There are 3 components of Hadoop:
- Storage Unit –> Hadoop Distributed File System (HDFS)
- Processing –> MapReduce
- Resource Negotiator –> YARN
HDFS
When storing the data, instead of storing the data on one computer (data node), Hadoop uses HDFS to split the data in BLOCKS and store them on different data nodes in the network.
In case one data node crashes, the data will not be lost becasue HDFS makes copies of the each block and saves them on different data nodes accross the network. This is called Replication Method.
The daemon called NameNode runs on the master server. It is responsible for Namespace management and regulates file access by the client. DataNode daemon runs on slave nodes. It is responsible for storing actual business data. Internally, a file gets split into a number of data blocks and stored on a group of slave machines. Namenode manages modifications to file system namespace. These are actions like the opening, closing and renaming files or directories. NameNode also keeps track of mapping of blocks to DataNodes. This DataNodes serves read/write request from the file system’s client. DataNode also creates, deletes and replicates blocks on demand from NameNode.
Java is the native language of HDFS. Hence one can deploy DataNode and NameNode on machines having Java installed. In a typical deployment, there is one dedicated machine running NameNode. And all the other nodes in the cluster run DataNode. The NameNode contains metadata like the location of blocks on the DataNodes. And arbitrates resources among various competing DataNodes.
Blocks in HDFS
Block is nothing but the smallest unit of storage on a computer system. It is the smallest contiguous storage allocated to a file. In Hadoop, we have a default block size of 128MB or 256 MB.

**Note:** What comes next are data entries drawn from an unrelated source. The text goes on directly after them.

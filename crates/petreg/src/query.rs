//! Request construction for the handler/service endpoint pair.

use serde::{Deserialize, Serialize};
use serde_json::json;

use crate::config::SourceConfig;
use crate::error::{AcquireError, AcquireResult};
use crate::session::SessionContext;
use crate::transport::{HttpResponse, SourceTransport};
use crate::types::QueryKey;

const FIELD_START_DATE: &str = "ctl00$ContentPlaceHolder1$txtSDATE";
const FIELD_END_DATE: &str = "ctl00$ContentPlaceHolder1$txtEDATE";
const FIELD_ANIMAL: &str = "ctl00$ContentPlaceHolder1$ddlAnimal";
const FIELD_QUERY_BUTTON: &str = "ctl00$ContentPlaceHolder1$btnQuery";
const QUERY_BUTTON_LABEL: &str = "查詢";

/// Which endpoint (and request encoding) to query.
#[derive(Debug, Clone, Copy, Default, PartialEq, Eq, Serialize, Deserialize)]
#[serde(rename_all = "lowercase")]
pub enum QueryShape {
    /// Form-encoded POST to the handler endpoint.
    #[default]
    Form,
    /// JSON POST to the service endpoint.
    Service,
}

/// Form body for a handler query: session state first, then the query fields.
pub fn form_fields(session: &SessionContext, key: &QueryKey) -> Vec<(String, String)> {
    let mut fields: Vec<(String, String)> = session
        .form_state()
        .iter()
        .filter(|(name, _)| {
            !matches!(
                name.as_str(),
                FIELD_START_DATE | FIELD_END_DATE | FIELD_ANIMAL | FIELD_QUERY_BUTTON
            )
        })
        .cloned()
        .collect();
    fields.push((FIELD_START_DATE.to_string(), key.start_param()));
    fields.push((FIELD_END_DATE.to_string(), key.end_param()));
    fields.push((
        FIELD_ANIMAL.to_string(),
        key.category.source_code().to_string(),
    ));
    fields.push((
        FIELD_QUERY_BUTTON.to_string(),
        QUERY_BUTTON_LABEL.to_string(),
    ));
    fields
}

/// JSON body for a service query.
pub fn service_body(key: &QueryKey) -> serde_json::Value {
    json!({
        "SDATE": key.start_param(),
        "EDATE": key.end_param(),
        "Animal": key.category.source_code(),
    })
}

/// Issue one query and screen the response status.
///
/// Returns the response only when it is 2xx with a non-blank body.
pub async fn send_query<T: SourceTransport + ?Sized>(
    transport: &T,
    source: &SourceConfig,
    session: &SessionContext,
    key: &QueryKey,
) -> AcquireResult<HttpResponse> {
    let headers = session.request_headers(&source.entry_page);
    let resp = match source.query_shape {
        QueryShape::Form => {
            let fields = form_fields(session, key);
            transport
                .post_form(&source.handler_endpoint, &fields, &headers)
                .await?
        }
        QueryShape::Service => {
            let body = service_body(key);
            transport
                .post_json(&source.service_endpoint, &body, &headers)
                .await?
        }
    };
    screen(resp)
}

/// Map status and blank bodies onto the error taxonomy.
pub fn screen(resp: HttpResponse) -> AcquireResult<HttpResponse> {
    if let Some(err) = AcquireError::from_status(resp.status) {
        return Err(err);
    }
    if resp.body.trim().is_empty() {
        return Err(AcquireError::EmptyPayload);
    }
    Ok(resp)
}
//! Output collaborators: JSON document, script-variable document, text report.

use std::collections::BTreeSet;
use std::path::{Path, PathBuf};

use anyhow::{bail, Context, Result};
use serde_json::Value;

use petreg::{fields, Dataset, AGGREGATE_REGION};

/// Default script variable name.
pub const DEFAULT_JS_VAR: &str = "scrapedData";

/// Where the three documents are written.
#[derive(Debug, Clone, PartialEq, Eq)]
pub struct OutputPaths {
    pub json: PathBuf,
    pub js: PathBuf,
    pub report: PathBuf,
}

impl OutputPaths {
    /// `data/scraped_data.json`, `public/js/data.js` and `data/report.txt` under `root`.
    pub fn under(root: &Path) -> Self {
        Self {
            json: root.join("data").join("scraped_data.json"),
            js: root.join("public").join("js").join("data.js"),
            report: root.join("data").join("report.txt"),
        }
    }
}

/// Pretty JSON of the canonical dictionary form. Non-ASCII is kept as-is.
pub fn format_as_json(dataset: &Dataset) -> Result<String> {
    serde_json::to_string_pretty(dataset).context("failed to serialize dataset")
}

/// Dictionary form plus the lookup lists the dashboard expects.
///
/// `cities` excludes the aggregate sentinel, `years` is descending.
pub fn script_object(dataset: &Dataset) -> Value {
    let mut cities = BTreeSet::new();
    let mut years = BTreeSet::new();
    let mut animal_types = BTreeSet::new();

    for record in dataset.records() {
        if let Some(region) = record.get(fields::REGION) {
            if region != AGGREGATE_REGION {
                cities.insert(region.to_string());
            }
        }
        years.insert(record.period.clone());
        animal_types.insert(record.category.as_str().to_string());
    }

    let mut value = dataset.to_value();
    if let Value::Object(map) = &mut value {
        map.insert("cities".into(), cities.into_iter().collect());
        map.insert("years".into(), years.into_iter().rev().collect());
        map.insert("animalTypes".into(), animal_types.into_iter().collect());
    }
    value
}

/// `const <name> = <json>;` followed by a newline.
pub fn format_as_js(dataset: &Dataset, variable_name: &str) -> Result<String> {
    validate_js_identifier(variable_name)?;
    let body = serde_json::to_string_pretty(&script_object(dataset))
        .context("failed to serialize script object")?;
    Ok(format!("const {variable_name} = {body};\n"))
}

/// Reject names that would not parse as a JavaScript identifier.
pub fn validate_js_identifier(name: &str) -> Result<()> {
    let mut chars = name.chars();
    let valid_start = chars
        .next()
        .is_some_and(|c| c.is_ascii_alphabetic() || c == '_' || c == '$');
    if !valid_start || !chars.all(|c| c.is_ascii_alphanumeric() || c == '_' || c == '$') {
        bail!("'{name}' is not a valid JavaScript identifier");
    }
    Ok(())
}

/// Human-readable summary, one entry per record.
pub fn format_report(dataset: &Dataset) -> String {
    let mut report = Vec::new();
    report.push(format!(
        "Harvest report - {}",
        dataset.last_updated().format("%Y-%m-%d %H:%M:%S UTC")
    ));
    report.push(format!("Source: {}", dataset.source_url()));
    report.push(format!("Run: {}", dataset.run_id()));
    report.push(format!("Items: {}", dataset.len()));
    if dataset.is_synthetic() {
        report.push("WARNING: synthetic data, not sourced from the registry".to_string());
    }
    report.push("-".repeat(50));

    for (i, record) in dataset.records().iter().enumerate() {
        report.push(format!(
            "{}. {} {} {}",
            i + 1,
            record.period,
            record.region(),
            record.category.label()
        ));
        if let Some(registered) = record.get(fields::REGISTERED) {
            report.push(format!("   registered: {registered}"));
        }
        if let Some(rate) = record.get(fields::STERILIZATION_RATE) {
            report.push(format!("   sterilization rate: {rate}"));
        }
        report.push(String::new());
    }

    if let Some(error) = dataset.error() {
        report.push(format!("Error: {error}"));
    }
    report.join("\n")
}

/// Write all three documents, creating directories as needed.
pub fn write_all(dataset: &Dataset, paths: &OutputPaths, variable_name: &str) -> Result<()> {
    write_file(&paths.json, &format_as_json(dataset)?)?;
    write_file(&paths.js, &format_as_js(dataset, variable_name)?)?;
    write_file(&paths.report, &format_report(dataset))?;
    Ok(())
}

fn write_file(path: &Path, contents: &str) -> Result<()> {
    if let Some(parent) = path.parent() {
        std::fs::create_dir_all(parent)
            .with_context(|| format!("failed to create {}", parent.display()))?;
    }
    std::fs::write(path, contents).with_context(|| format!("failed to write {}", path.display()))?;
    tracing::info!("Wrote {}", path.display());
    Ok(())
}
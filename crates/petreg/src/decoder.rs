//! Response decoding: HTML result tables and JSON envelopes.
//!
//! The source has answered with two encodings over its history. Which one a
//! response uses is decided by sniffing the body, never by the caller. Both
//! paths end in the same field-keyed [`RawRecord`] shape, with field names
//! translated through a versioned [`FieldCodeTable`].

use std::collections::HashMap;

use scraper::{ElementRef, Html, Selector};
use serde_json::{Map, Value};

use crate::error::{AcquireError, AcquireResult};
use crate::types::{fields, RawRecord, AGGREGATE_REGION};

/// Cell texts that mark a cross-region totals row.
const AGGREGATE_MARKERS: &[&str] = &["合計", "總計", "全國合計", "total"];

/// Keys that may carry a success flag in an envelope.
const SUCCESS_KEYS: &[&str] = &["Success", "success", "IsSuccess"];

/// Keys that may carry the payload in an envelope, in lookup order.
const PAYLOAD_KEYS: &[&str] = &["d", "Message", "Data", "data", "Result", "Rows"];

/// Envelope layers (objects and encoded strings) peeled before giving up.
const MAX_ENVELOPE_DEPTH: usize = 6;

/// One undecoded response body, tagged by encoding.
#[derive(Debug, Clone, PartialEq)]
pub enum RawResponse {
    Html(String),
    Envelope(Value),
}

impl RawResponse {
    /// Classify a response body by content alone.
    ///
    /// Anything that parses as JSON (including a bare encoded string or
    /// `null`) is an envelope; otherwise anything with markup is HTML.
    pub fn sniff(body: &str) -> AcquireResult<Self> {
        let trimmed = body.trim_start_matches('\u{feff}').trim();

        if !trimmed.starts_with('<') {
            match serde_json::from_str::<Value>(trimmed) {
                Ok(value) => return Ok(RawResponse::Envelope(value)),
                Err(e) if !trimmed.contains('<') && looks_json(trimmed) => {
                    return Err(AcquireError::Decode(format!("malformed JSON payload: {e}")));
                }
                Err(_) => {}
            }
        }

        if trimmed.contains('<') {
            Ok(RawResponse::Html(trimmed.to_string()))
        } else {
            Err(AcquireError::Decode(
                "payload is neither HTML nor JSON".to_string(),
            ))
        }
    }
}

fn looks_json(body: &str) -> bool {
    matches!(body.chars().next(), Some('{' | '[' | '"'))
}

/// Source field code → canonical field name.
///
/// Canonical names always map to themselves, so already-canonical payloads
/// pass through unchanged.
#[derive(Debug, Clone)]
pub struct FieldCodeTable {
    version: u32,
    codes: HashMap<String, String>,
}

One should select the block size very carefully. To explain why so let us take an example of a file which is 700MB in size. If our block size is 128MB then HDFS divides the file into 6 blocks. Five blocks of 128MB and one block of 60MB. What will happen if the block is of size 4KB? But in HDFS we would be having files of size in the order terabytes to petabytes. With 4KB of the block size, we would be having numerous blocks. This, in turn, will create huge metadata which will overload the NameNode. Hence we have to choose our HDFS block size judiciously.
Replication Method
To provide fault tolerance HDFS uses a replication technique. In that, it makes copies of the blocks and stores in on different DataNodes. Replication factor decides how many copies of the blocks get stored. It is 3 by default but we can configure to any value.

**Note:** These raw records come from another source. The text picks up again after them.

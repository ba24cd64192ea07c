//! Run events and the sinks that receive them.
//!
//! Every run owns one [`EventSink`]. Nothing in the engine writes to a
//! process-wide logger directly except through [`TracingSink`].

use std::sync::{Arc, Mutex};

use serde::{Deserialize, Serialize};

use crate::error::FailureClass;

/// Why a session refresh happened.
#[derive(Clone, Copy, Debug, PartialEq, Eq, Serialize, Deserialize)]
#[serde(rename_all = "snake_case")]
pub enum RefreshReason {
    /// Periodic refresh every K dispatched keys.
    Scheduled,
    /// The retry controller saw an auth failure.
    AuthFailure,
}

/// Every event a harvest run emits.
#[derive(Clone, Debug, PartialEq, Serialize, Deserialize)]
#[serde(tag = "type")]
pub enum HarvestEvent {
    // ── Run ───────────────────────────────
    RunStarted {
        run_id: String,
        source_url: String,
        total_keys: usize,
    },
    RunFinished {
        run_id: String,
        records: usize,
        synthetic: bool,
        error: Option<String>,
        elapsed_ms: u64,
    },

    // ── Session ───────────────────────────
    SessionAcquired { form_fields: usize, cookies: usize },
    SessionRefreshed { reason: RefreshReason, ok: bool },

    // ── Keys ──────────────────────────────
    KeyStarted { key: String, index: usize },
    AttemptFailed {
        key: String,
        attempt: u32,
        class: FailureClass,
        delay_ms: u64,
        error: String,
    },
    KeyCompleted {
        key: String,
        records: usize,
        attempts: u32,
    },
    /// Retries exhausted; the key contributes no records.
    KeyAbandoned { key: String, attempts: u32 },
    DecoyFetched { url: String, ok: bool },

    // ── Fallback ──────────────────────────
    SynthesisUsed { records: usize, reason: String },
}

/// Receives events for one run.
pub trait EventSink: Send + Sync {
    fn emit(&self, event: &HarvestEvent);
}

/// Forwards events to `tracing`.
#[derive(Debug, Default, Clone, Copy)]
pub struct TracingSink;

impl EventSink for TracingSink {
    fn emit(&self, event: &HarvestEvent) {
        match event {
            HarvestEvent::AttemptFailed {
                key,
                attempt,
                class,
                delay_ms,
                error,
            } => tracing::warn!(
                %key, attempt, ?class, delay_ms, "attempt failed: {error}"
            ),
            HarvestEvent::KeyAbandoned { key, attempts } => {
                tracing::warn!(%key, attempts, "retries exhausted, key skipped")
            }
            HarvestEvent::SessionRefreshed { ok: false, reason } => {
                tracing::warn!(?reason, "session refresh failed")
            }
            HarvestEvent::SynthesisUsed { records, reason } => {
                tracing::warn!(records, "serving synthetic dataset: {reason}")
            }
            HarvestEvent::RunStarted { .. } | HarvestEvent::RunFinished { .. } => {
                tracing::info!(event = ?event)
            }
            other => tracing::debug!(event = ?other),
        }
    }
}

/// Keeps every event in memory.
#[derive(Debug, Default)]
pub struct MemorySink {
    events: Mutex<Vec<HarvestEvent>>,
}

impl MemorySink {
    pub fn new() -> Self {
        Self::default()
    }

    pub fn events(&self) -> Vec<HarvestEvent> {
        self.events
            .lock()
            .map(|e| e.clone())
            .unwrap_or_else(|poisoned| poisoned.into_inner().clone())
    }

    /// Count events matching a predicate.
    pub fn count(&self, pred: impl Fn(&HarvestEvent) -> bool) -> usize {
        self.events().iter().filter(|e| pred(e)).count()
    }
}

impl EventSink for MemorySink {
    fn emit(&self, event: &HarvestEvent) {
        let mut events = self
            .events
            .lock()
            .unwrap_or_else(|poisoned| poisoned.into_inner());
        events.push(event.clone());
    }
}

/// Broadcasts to several sinks in order.
#[derive(Default, Clone)]
pub struct FanoutSink {
    sinks: Vec<Arc<dyn EventSink>>,
}

impl FanoutSink {
    pub fn new() -> Self {
        Self::default()
    }

    pub fn with(mut self, sink: Arc<dyn EventSink>) -> Self {
        self.sinks.push(sink);
        self
    }

    pub fn len(&self) -> usize {
        self.sinks.len()
    }

    pub fn is_empty(&self) -> bool {
        self.sinks.is_empty()
    }
}

impl EventSink for FanoutSink {
    fn emit(&self, event: &HarvestEvent) {
        for sink in &self.sinks {
            sink.emit(event);
        }
    }
}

To maintain the replication factor NameNode collects block report from every DataNode. Whenever a block is under-replicated or over-replicated the NameNode adds or deletes the replicas accordingly.
Rack Awareness
A rack contains many DataNode machines and there are several such racks in the production. HDFS follows a rack awareness algorithm to place the replicas of the blocks in a distributed fashion. This rack awareness algorithm provides for low latency and fault tolerance. Suppose the replication factor configured is 3. Now rack awareness algorithm will place the first block on a local rack. It will keep the other two blocks on a different rack. It does not store more than two blocks in the same rack if possible.
MapReduce
In traditional processing of data, the data would be proccessed on a single machine with one processor or a few processors, which would not be efficient when it comes to big data. It would be costly (time).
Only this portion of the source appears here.